Photos by Stephen Joseph, text by Linda Rimac Colberg, Mount Diablo Interpretive Association, 2010, 266 pages, $50.

Photographer Stephen Joseph has amassed a wide-ranging body of work–from a project to photograph Bay Area farms (see his photos in this issue) to images of John Muir’s plant specimens (on display at the Oakland Museum).

But the core of his work is in this Diablo book. To call this a coffee table book is an understatement. The book is huge, and Joseph’s rich panoramas splash across spread after spread. (One almost wishes for fewer images–by the end, I had trouble recalling favorites.)

The images range from sprawling portraits of Diablo to intimate views of favorite trees, waterfalls, and more. Perhaps most remarkable is how rarely Joseph shows evidence of human presence. That’s partly testament to the amount of land preserved here. But there’s no doubt that Joseph takes pains to keep nearby suburbia from intruding.

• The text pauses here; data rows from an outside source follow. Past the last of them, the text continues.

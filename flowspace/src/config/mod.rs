//! Configuration system for the `FlowSpace` client.
//!
//! Supports layered configuration with the following priority (highest first):
//! 1. CLI arguments
//! 2. Environment variables (via clap `env` attribute)
//! 3. TOML config file (`~/.config/flowspace/config.toml`)
//! 4. Compiled defaults
//!
//! Missing config file is not an error (defaults are used). An explicit
//! `--config` path that doesn't exist is an error.

use std::path::PathBuf;
use std::time::Duration;

/// Errors that can occur when loading configuration.
#[derive(Debug, thiserror::Error)]
pub enum ConfigError {
    /// Failed to read the configuration file.
    #[error("failed to read config file {path}: {source}")]
    ReadFile {
        /// Path that was attempted.
        path: PathBuf,
        /// Underlying I/O error.
        source: std::io::Error,
    },

    /// Failed to parse the TOML configuration.
    #[error("failed to parse config file: {0}")]
    ParseToml(#[from] toml::de::Error),
}

// ---------------------------------------------------------------------------
// TOML file structs (all fields Option for partial overrides)
// ---------------------------------------------------------------------------

/// Top-level TOML config file structure.
#[derive(Debug, Default, serde::Deserialize)]
#[serde(default)]
struct ConfigFile {
    service: ServiceFileConfig,
}

/// `[service]` section of the config file.
#[derive(Debug, Default, serde::Deserialize)]
#[serde(default)]
struct ServiceFileConfig {
    url: Option<String>,
    access_token: Option<String>,
    user_id: Option<String>,
    request_timeout_secs: Option<u64>,
}

// ---------------------------------------------------------------------------
// Resolved configuration (concrete types, all fields populated)
// ---------------------------------------------------------------------------

/// Fully resolved client configuration.
#[derive(Debug, Clone)]
pub struct ClientConfig {
    /// Base URL of the backend service.
    pub service_url: String,
    /// Bearer token for the backend. `None` means run signed out.
    pub access_token: Option<String>,
    /// User id override; normally derived from the token.
    pub user_id: Option<String>,
    /// End-to-end timeout for each backend request.
    pub request_timeout: Duration,
    /// Log level filter string.
    pub log_level: String,
}

impl Default for ClientConfig {
    fn default() -> Self {
        Self {
            service_url: "http://127.0.0.1:8787".to_string(),
            access_token: None,
            user_id: None,
            request_timeout: Duration::from_secs(10),
            log_level: "info".to_string(),
        }
    }
}

impl ClientConfig {
    /// Load configuration by merging CLI args, env vars, and a TOML file.
    ///
    /// If `--config` is given and the file does not exist, returns an
    /// error. If no `--config` is given, the default path
    /// (`~/.config/flowspace/config.toml`) is tried and silently ignored
    /// if missing.
    ///
    /// # Errors
    ///
    /// Returns [`ConfigError`] if the explicit config file cannot be read
    /// or parsed.
    pub fn load(cli: &CliArgs) -> Result<Self, ConfigError> {
        let file = load_config_file(cli.config.as_deref())?;
        Ok(Self::resolve(cli, &file))
    }

    /// Resolve a `ClientConfig` from CLI args and a parsed config file.
    ///
    /// Priority: CLI > file > default. This is separated from `load()` to
    /// enable unit testing without CLI parsing.
    #[must_use]
    fn resolve(cli: &CliArgs, file: &ConfigFile) -> Self {
        let defaults = Self::default();

        Self {
            service_url: cli
                .url
                .clone()
                .or_else(|| file.service.url.clone())
                .unwrap_or(defaults.service_url),
            access_token: cli
                .token
                .clone()
                .or_else(|| file.service.access_token.clone()),
            user_id: cli.user.clone().or_else(|| file.service.user_id.clone()),
            request_timeout: file
                .service
                .request_timeout_secs
                .map_or(defaults.request_timeout, Duration::from_secs),
            log_level: cli.log_level.clone(),
        }
    }

    /// Returns the user id to stamp on writes, if one can be determined.
    ///
    /// An explicit `user_id` wins; otherwise a `user:<id>` token
    /// self-identifies. Any other token shape needs an explicit user id.
    #[must_use]
    pub fn resolved_user_id(&self) -> Option<String> {
        if let Some(id) = &self.user_id {
            return Some(id.clone());
        }
        self.access_token
            .as_deref()
            .and_then(|t| t.strip_prefix("user:"))
            .filter(|id| !id.is_empty())
            .map(str::to_string)
    }
}

/// CLI arguments parsed by clap.
#[derive(clap::Parser, Debug, Default)]
#[command(version, about = "FlowSpace productivity client")]
pub struct CliArgs {
    /// Base URL of the backend service.
    #[arg(long, env = "FLOWSPACE_URL")]
    pub url: Option<String>,

    /// Bearer token for the backend.
    #[arg(long, env = "FLOWSPACE_TOKEN")]
    pub token: Option<String>,

    /// User id to stamp on writes (default: derived from the token).
    #[arg(long, env = "FLOWSPACE_USER")]
    pub user: Option<String>,

    /// Path to config file (default: `~/.config/flowspace/config.toml`).
    #[arg(short, long)]
    pub config: Option<PathBuf>,

    /// Log level filter (trace, debug, info, warn, error).
    #[arg(long, default_value = "warn", env = "FLOWSPACE_LOG")]
    pub log_level: String,

    #[command(subcommand)]
    pub command: Option<crate::cli::Command>,
}

// ---------------------------------------------------------------------------
// Internal helpers
// ---------------------------------------------------------------------------

/// Load and parse a TOML config file.
///
/// If `explicit_path` is `Some`, the file must exist (error if not).
/// If `explicit_path` is `None`, the default path is tried and missing file
/// is treated as empty config.
fn load_config_file(explicit_path: Option<&std::path::Path>) -> Result<ConfigFile, ConfigError> {
    let path = if let Some(p) = explicit_path {
        let contents = std::fs::read_to_string(p).map_err(|e| ConfigError::ReadFile {
            path: p.to_path_buf(),
            source: e,
        })?;
        return Ok(toml::from_str(&contents)?);
    } else {
        let Some(config_dir) = dirs::config_dir() else {
            return Ok(ConfigFile::default());
        };
        config_dir.join("flowspace").join("config.toml")
    };

    match std::fs::read_to_string(&path) {
        Ok(contents) => Ok(toml::from_str(&contents)?),
        Err(e) if e.kind() == std::io::ErrorKind::NotFound => Ok(ConfigFile::default()),
        Err(e) => Err(ConfigError::ReadFile { path, source: e }),
    }
}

Yes, it’s idealization, but for a worthy ideal. The large and dramatic images will make you want to be where he stood. As soon as possible.

About the Author

Dan was editor of Bay Nature from 2004 until 2013, when he left to work for SF-based Stamen Design. He is now executive director of GreenInfo Network, a nonprofit mapmaking organization. A onetime professional cabinetmaker, he considers himself a lifelong maker of things and teller of stories. Dan has been working at the intersection of journalism and technology since, at age 16, he began learning reporting, page layout, and database design. His enduring interest in environmental issues crystallized into a career path in 1998 when he assisted former U.S. Poet Laureate Robert Hass in a cross-disciplinary nature writing and ecology course at UC Berkeley, from which Dan received a Masters in English literature. In 1999, he became Associate Editor of Terrain, the erstwhile quarterly magazine of Berkeley's Ecology Center. In addition to editing and art-directing Bay Nature magazine, he was also Bay Nature’s chief technology strategist, fixer of broken things, and designer of databases and fancy spreadsheets. And he was even known to leave the office and actually hike outdoors.